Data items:
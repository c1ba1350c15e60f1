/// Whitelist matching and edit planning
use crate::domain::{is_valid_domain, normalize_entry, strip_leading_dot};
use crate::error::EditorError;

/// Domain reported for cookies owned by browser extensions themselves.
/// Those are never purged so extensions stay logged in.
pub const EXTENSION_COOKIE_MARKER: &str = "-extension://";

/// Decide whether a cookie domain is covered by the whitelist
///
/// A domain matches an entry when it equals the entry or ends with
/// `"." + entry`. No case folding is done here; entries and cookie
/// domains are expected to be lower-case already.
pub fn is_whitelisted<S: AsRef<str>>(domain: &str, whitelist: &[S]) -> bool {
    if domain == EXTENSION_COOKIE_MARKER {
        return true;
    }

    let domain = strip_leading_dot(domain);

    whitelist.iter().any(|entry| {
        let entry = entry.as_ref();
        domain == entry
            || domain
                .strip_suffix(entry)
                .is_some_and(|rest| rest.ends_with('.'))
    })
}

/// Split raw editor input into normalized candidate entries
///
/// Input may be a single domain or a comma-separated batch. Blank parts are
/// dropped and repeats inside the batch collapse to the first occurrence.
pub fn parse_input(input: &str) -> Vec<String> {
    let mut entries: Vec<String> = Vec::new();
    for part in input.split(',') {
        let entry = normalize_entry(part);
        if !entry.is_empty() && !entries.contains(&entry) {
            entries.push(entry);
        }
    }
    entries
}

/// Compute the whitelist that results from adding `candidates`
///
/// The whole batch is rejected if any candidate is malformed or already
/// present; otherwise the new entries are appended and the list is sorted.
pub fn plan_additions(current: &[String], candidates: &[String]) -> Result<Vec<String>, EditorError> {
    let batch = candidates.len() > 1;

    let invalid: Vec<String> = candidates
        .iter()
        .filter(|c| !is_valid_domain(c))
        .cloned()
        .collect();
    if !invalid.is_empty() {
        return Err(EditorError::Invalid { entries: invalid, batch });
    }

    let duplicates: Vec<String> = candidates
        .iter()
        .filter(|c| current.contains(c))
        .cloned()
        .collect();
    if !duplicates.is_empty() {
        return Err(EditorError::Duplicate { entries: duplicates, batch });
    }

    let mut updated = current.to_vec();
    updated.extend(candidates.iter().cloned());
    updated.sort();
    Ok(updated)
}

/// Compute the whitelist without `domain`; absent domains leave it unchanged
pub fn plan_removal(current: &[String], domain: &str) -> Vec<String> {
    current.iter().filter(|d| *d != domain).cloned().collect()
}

---

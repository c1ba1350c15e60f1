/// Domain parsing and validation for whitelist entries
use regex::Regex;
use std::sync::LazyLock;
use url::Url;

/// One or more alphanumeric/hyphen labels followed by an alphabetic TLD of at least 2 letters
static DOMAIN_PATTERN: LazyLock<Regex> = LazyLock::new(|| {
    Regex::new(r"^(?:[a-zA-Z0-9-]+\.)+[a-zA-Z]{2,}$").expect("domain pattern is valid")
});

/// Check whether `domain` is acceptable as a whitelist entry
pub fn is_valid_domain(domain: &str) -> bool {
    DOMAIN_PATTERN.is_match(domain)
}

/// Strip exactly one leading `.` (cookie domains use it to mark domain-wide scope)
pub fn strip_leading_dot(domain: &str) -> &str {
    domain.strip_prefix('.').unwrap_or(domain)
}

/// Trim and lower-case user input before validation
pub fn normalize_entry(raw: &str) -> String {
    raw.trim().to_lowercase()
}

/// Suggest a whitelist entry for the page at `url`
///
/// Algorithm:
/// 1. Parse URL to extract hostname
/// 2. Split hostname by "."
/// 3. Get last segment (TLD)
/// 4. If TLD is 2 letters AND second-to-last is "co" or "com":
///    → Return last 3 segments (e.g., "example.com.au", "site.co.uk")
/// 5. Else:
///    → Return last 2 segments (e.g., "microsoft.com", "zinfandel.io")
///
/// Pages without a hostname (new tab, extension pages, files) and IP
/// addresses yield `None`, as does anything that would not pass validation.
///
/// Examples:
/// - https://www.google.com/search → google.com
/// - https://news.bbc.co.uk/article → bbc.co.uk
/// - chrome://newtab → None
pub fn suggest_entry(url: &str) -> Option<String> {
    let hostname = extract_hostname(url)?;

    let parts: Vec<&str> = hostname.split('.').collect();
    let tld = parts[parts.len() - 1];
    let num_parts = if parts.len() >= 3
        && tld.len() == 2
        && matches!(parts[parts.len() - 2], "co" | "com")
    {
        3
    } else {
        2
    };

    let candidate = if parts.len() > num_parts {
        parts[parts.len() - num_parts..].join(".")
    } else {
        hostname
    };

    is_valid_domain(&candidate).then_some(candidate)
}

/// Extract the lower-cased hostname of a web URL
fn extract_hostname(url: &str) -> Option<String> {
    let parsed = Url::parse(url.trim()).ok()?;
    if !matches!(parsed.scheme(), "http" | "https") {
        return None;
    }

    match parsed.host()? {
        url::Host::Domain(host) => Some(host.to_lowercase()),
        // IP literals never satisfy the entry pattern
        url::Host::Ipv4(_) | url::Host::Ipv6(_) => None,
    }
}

* _Problem to work on_
What lines above hold the word "batch"? Pull each one out.

* _Task answer_
/// Input may be a single domain or a comma-separated batch. Blank parts are
/// dropped and repeats inside the batch collapse to the first occurrence.
/// The whole batch is rejected if any candidate is malformed or already
    let batch = candidates.len() > 1;
        return Err(EditorError::Invalid { entries: invalid, batch });
        return Err(EditorError::Duplicate { entries: duplicates, batch });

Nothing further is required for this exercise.